Omaha families enjoy SONA’s Night Out event

Every first Thursday of the month at 7 p.m., neighbors from all corners of South Omaha put on their masks at the Salvation Army Kroc Center, 2825 Y St., or turn on their Zoom cameras to join a meeting. The residents come from of upwards of 35 different neighborhood organizations, but collectively they are one force— the South Omaha Neighborhood Alliance, or SONA. 

“Knowing your neighbors brings safety, collaboration, communication and, to me, it brings a sense of empowerment,” said Kimara Snipes, the current president of SONA.

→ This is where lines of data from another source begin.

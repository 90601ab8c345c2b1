//! User/context documents fed to the runner from disk.

use std::fs;
use std::path::Path;

use anyhow::{Context, Result, bail};
use jsonschema::Draft;
use serde::de::DeserializeOwned;
use serde_json::Value;

use crate::core::types::{RuleContext, RuleUser};

pub const USER_SCHEMA: &str = include_str!("../../schemas/rule_input/user.v1.schema.json");
pub const CONTEXT_SCHEMA: &str = include_str!("../../schemas/rule_input/context.v1.schema.json");

/// Validate JSON instance against a JSON Schema (Draft 2020-12).
fn validate_schema(instance: &Value, schema_raw: &str, what: &str) -> Result<()> {
    let schema: Value = serde_json::from_str(schema_raw).context("parse bundled schema")?;
    let compiled = jsonschema::options()
        .with_draft(Draft::Draft202012)
        .build(&schema)
        .context("compile json schema")?;
    let messages: Vec<String> = compiled
        .iter_errors(instance)
        .map(|err| err.to_string())
        .collect();
    if !messages.is_empty() {
        bail!("{what} failed schema validation:\n- {}", messages.join("\n- "));
    }
    Ok(())
}

pub fn parse_user(raw: &str) -> Result<RuleUser> {
    parse_document(raw, USER_SCHEMA, "user")
}

pub fn parse_context(raw: &str) -> Result<RuleContext> {
    parse_document(raw, CONTEXT_SCHEMA, "context")
}

fn parse_document<T: DeserializeOwned>(raw: &str, schema: &str, what: &str) -> Result<T> {
    let value: Value = serde_json::from_str(raw).with_context(|| format!("parse {what} json"))?;
    validate_schema(&value, schema, what)?;
    serde_json::from_value(value).with_context(|| format!("parse {what} document"))
}

pub fn load_user(path: &Path) -> Result<RuleUser> {
    let raw = fs::read_to_string(path).with_context(|| format!("read {}", path.display()))?;
    parse_user(&raw).with_context(|| format!("load {}", path.display()))
}

pub fn load_context(path: &Path) -> Result<RuleContext> {
    let raw = fs::read_to_string(path).with_context(|| format!("read {}", path.display()))?;
    parse_context(&raw).with_context(|| format!("load {}", path.display()))
}

#[cfg(test)]
mod tests {
    use super::*;

    #[test]
    fn accepts_minimal_documents() {
        let user = parse_user(r#"{"email": "a@example.com", "tenant": "acme"}"#).expect("user");
        assert_eq!(user.email.as_deref(), Some("a@example.com"));
        let context = parse_context(r#"{"scope": "openid"}"#).expect("context");
        assert_eq!(context.scope, "openid");
    }

    #[test]
    fn rejects_wrong_claim_types() {
        let err = parse_user(r#"{"email_verified": "yes"}"#).expect_err("should fail");
        assert!(format!("{err:#}").contains("schema validation"));
    }

    #[test]
    fn rejects_non_object_context() {
        assert!(parse_context("[]").is_err());
        assert!(parse_context(r#"{"redirect": {}}"#).is_err());
    }

    #[test]
    fn load_reports_path() {
        let temp = tempfile::tempdir().expect("tempdir");
        let missing = temp.path().join("user.json");
        let err = load_user(&missing).expect_err("should fail");
        assert!(format!("{err:#}").contains("user.json"));
    }
}
//! CLI tests for `rules init`, `rules check` and `rules run`.
//!
//! Spawns the rules binary and verifies exit codes and JSON output.

use std::fs;
use std::path::Path;
use std::process::{Command, Output};

use rules::exit_codes;
use rules::io::config::write_config;
use rules::test_support::RuleDir;
use serde_json::{Value, json};

fn rules_cmd(root: &Path, args: &[&str]) -> Output {
    Command::new(env!("CARGO_BIN_EXE_rules"))
        .current_dir(root)
        .args(args)
        .output()
        .expect("spawn rules")
}

fn prepare(dir: &RuleDir) {
    write_config(&dir.root().join("rules.toml"), &dir.config()).expect("write config");
    fs::write(
        dir.root().join("user.json"),
        r#"{"user_id": "auth0|1", "email": "a@example.com"}"#,
    )
    .expect("write user");
    fs::write(
        dir.root().join("context.json"),
        r#"{"clientID": "client-1", "scope": "openid"}"#,
    )
    .expect("write context");
}

fn run_args() -> [&'static str; 5] {
    ["run", "--user", "user.json", "--context", "context.json"]
}

#[test]
fn init_then_check_lists_example_rule() {
    let temp = tempfile::tempdir().expect("tempdir");
    let init = rules_cmd(temp.path(), &["init"]);
    assert_eq!(init.status.code(), Some(exit_codes::OK));
    assert!(temp.path().join("rules.toml").is_file());

    let again = rules_cmd(temp.path(), &["init"]);
    assert_eq!(again.status.code(), Some(exit_codes::INVALID));

    let check = rules_cmd(temp.path(), &["check"]);
    assert_eq!(check.status.code(), Some(exit_codes::OK));
    let stdout = String::from_utf8_lossy(&check.stdout);
    assert_eq!(stdout.trim(), "00-passthrough.lua");
}

#[test]
fn check_reports_compile_errors() {
    let dir = RuleDir::new();
    prepare(&dir);
    dir.rule("bad.lua", "function(u, c, cb");

    let output = rules_cmd(dir.root(), &["check"]);
    assert_eq!(output.status.code(), Some(exit_codes::INVALID));
    assert!(String::from_utf8_lossy(&output.stderr).contains("bad.lua"));
}

#[test]
fn run_prints_outcome_json() {
    let dir = RuleDir::new();
    prepare(&dir);
    dir.rule(
        "a.lua",
        "function(u, c, cb) c.scope = c.scope .. ':a'; u.app_metadata = { plan = 'pro' }; cb(nil, u, c) end",
    );

    let output = rules_cmd(dir.root(), &run_args());
    assert_eq!(output.status.code(), Some(exit_codes::OK));
    let outcome: Value = serde_json::from_slice(&output.stdout).expect("json output");
    assert_eq!(outcome["context"]["scope"], json!("openid:a"));
    assert_eq!(outcome["context"]["clientID"], json!("client-1"));
    assert_eq!(outcome["user"]["app_metadata"]["plan"], json!("pro"));
    assert!(outcome.get("signal").is_none());
}

#[test]
fn run_exits_denied_when_a_rule_denies() {
    let dir = RuleDir::new();
    prepare(&dir);
    dir.rule("a.lua", "function(u, c, cb) cb('nope') end");

    let output = rules_cmd(dir.root(), &run_args());
    assert_eq!(output.status.code(), Some(exit_codes::DENIED));
    let outcome: Value = serde_json::from_slice(&output.stdout).expect("json output");
    assert_eq!(outcome["signal"]["kind"], json!("denied"));
    assert_eq!(outcome["signal"]["message"], json!("nope"));
}

#[test]
fn run_exits_redirected_when_a_rule_redirects() {
    let dir = RuleDir::new();
    prepare(&dir);
    dir.rule(
        "a.lua",
        "function(u, c, cb) c.redirect = { url = 'https://example.com/consent' }; cb(nil, u, c) end",
    );

    let output = rules_cmd(dir.root(), &run_args());
    assert_eq!(output.status.code(), Some(exit_codes::REDIRECTED));
}

#[test]
fn run_rejects_invalid_documents() {
    let dir = RuleDir::new();
    prepare(&dir);
    fs::write(dir.root().join("user.json"), r#"{"email_verified": "yes"}"#).expect("write");

    let output = rules_cmd(dir.root(), &run_args());
    assert_eq!(output.status.code(), Some(exit_codes::INVALID));
    assert!(String::from_utf8_lossy(&output.stderr).contains("schema validation"));
}
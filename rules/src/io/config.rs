//! Rules configuration stored in `rules.toml`.

use std::fs;
use std::path::{Path, PathBuf};
use std::time::Duration;

use anyhow::{Context, Result, anyhow};
use regex::Regex;
use serde::{Deserialize, Serialize};

use crate::core::types::ErrorPolicy;
use crate::error::RulesError;
use crate::sandbox::SandboxSettings;

pub const DEFAULT_CONFIG_FILE: &str = "rules.toml";

/// Rules configuration (TOML).
///
/// Every field is optional. Without `rules_path` the runner is a no-op.
#[derive(Debug, Clone, Serialize, Deserialize, PartialEq, Eq)]
#[serde(default)]
pub struct RulesConfig {
    /// Directory of rule sources, relative to the working directory.
    pub rules_path: Option<PathBuf>,

    /// Regex matched against file names to pick rule sources.
    pub file_pattern: String,

    /// Wall-clock budget for one rule to call back, in milliseconds.
    pub rule_timeout_ms: u64,

    /// Interpreter memory ceiling per invocation.
    pub memory_limit_bytes: usize,

    pub on_rule_error: ErrorPolicy,

    pub modules: ModulesConfig,
}

#[derive(Debug, Clone, Serialize, Deserialize, PartialEq, Eq)]
#[serde(default)]
pub struct ModulesConfig {
    /// Expose `require` to rules. Off unless explicitly enabled.
    pub enabled: bool,

    /// Directory of shareable modules, relative to the working directory.
    pub path: Option<PathBuf>,
}

impl Default for ModulesConfig {
    fn default() -> Self {
        Self {
            enabled: false,
            path: Some(PathBuf::from("rule_modules")),
        }
    }
}

impl Default for RulesConfig {
    fn default() -> Self {
        Self {
            rules_path: None,
            file_pattern: r"\.lua$".to_string(),
            rule_timeout_ms: 5_000,
            memory_limit_bytes: 32 * 1024 * 1024,
            on_rule_error: ErrorPolicy::Continue,
            modules: ModulesConfig::default(),
        }
    }
}

impl RulesConfig {
    /// Config pointing at `rules_path` with every other field defaulted.
    pub fn for_rules_path(rules_path: impl Into<PathBuf>) -> Self {
        Self {
            rules_path: Some(rules_path.into()),
            ..Self::default()
        }
    }

    pub fn validate(&self) -> Result<()> {
        if self.rule_timeout_ms == 0 {
            return Err(anyhow!("rule_timeout_ms must be > 0"));
        }
        if self.memory_limit_bytes == 0 {
            return Err(anyhow!("memory_limit_bytes must be > 0"));
        }
        if self.file_pattern.trim().is_empty() {
            return Err(anyhow!("file_pattern must not be empty"));
        }
        Regex::new(&self.file_pattern)
            .with_context(|| format!("file_pattern '{}' is not a valid regex", self.file_pattern))?;
        if self.modules.enabled && self.modules.path.is_none() {
            return Err(anyhow!("modules.path is required when modules.enabled = true"));
        }
        Ok(())
    }

    /// Compiled file pattern.
    pub fn file_regex(&self) -> std::result::Result<Regex, RulesError> {
        Regex::new(&self.file_pattern).map_err(|err| {
            RulesError::configuration(format!(
                "file_pattern '{}' is not a valid regex: {err}",
                self.file_pattern
            ))
        })
    }

    /// Absolute rules directory, or `None` when no rules are configured.
    pub fn rules_dir(&self, cwd: &Path) -> Option<PathBuf> {
        self.rules_path.as_ref().map(|path| cwd.join(path))
    }

    /// Absolute module directory, or `None` when `require` is disabled.
    pub fn modules_dir(&self, cwd: &Path) -> Option<PathBuf> {
        if !self.modules.enabled {
            return None;
        }
        self.modules.path.as_ref().map(|path| cwd.join(path))
    }

    pub fn sandbox_settings(&self) -> SandboxSettings {
        SandboxSettings {
            rule_timeout: Duration::from_millis(self.rule_timeout_ms),
            memory_limit_bytes: self.memory_limit_bytes,
            error_policy: self.on_rule_error,
        }
    }
}

/// Load config from a TOML file.
///
/// If the file is missing, returns `RulesConfig::default()`.
pub fn load_config(path: &Path) -> Result<RulesConfig> {
    if !path.exists() {
        let cfg = RulesConfig::default();
        cfg.validate()?;
        return Ok(cfg);
    }
    let contents = fs::read_to_string(path).with_context(|| format!("read {}", path.display()))?;
    let cfg: RulesConfig =
        toml::from_str(&contents).with_context(|| format!("parse {}", path.display()))?;
    cfg.validate()?;
    Ok(cfg)
}

/// Atomically write config to disk (temp file + rename).
pub fn write_config(path: &Path, cfg: &RulesConfig) -> Result<()> {
    cfg.validate()?;
    let mut buf = toml::to_string_pretty(cfg).context("serialize config toml")?;
    buf.push('\n');
    write_atomic(path, &buf)
}

fn write_atomic(path: &Path, contents: &str) -> Result<()> {
    let parent = path
        .parent()
        .with_context(|| format!("config path missing parent {}", path.display()))?;
    fs::create_dir_all(parent).with_context(|| format!("create directory {}", parent.display()))?;
    let tmp_path = path.with_extension("toml.tmp");
    fs::write(&tmp_path, contents)
        .with_context(|| format!("write temp config {}", tmp_path.display()))?;
    fs::rename(&tmp_path, path).with_context(|| format!("replace config {}", path.display()))?;
    Ok(())
}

A neighborhood association brings together residents together to share ideas, organize around issues and mobilize to make their neighborhood a better place to live. Alliances extend that network of care, connecting residents from various associations under one umbrella.

In Omaha, over 135 active neighborhood associations organize under the collective of  a neighborhood alliance like SONA.

Each neighborhood association in SONA has at least one representative from their organization present at alliance meetings. SONA has a leadership team made up of members who work together to help create the vision for how the alliance works together as a group.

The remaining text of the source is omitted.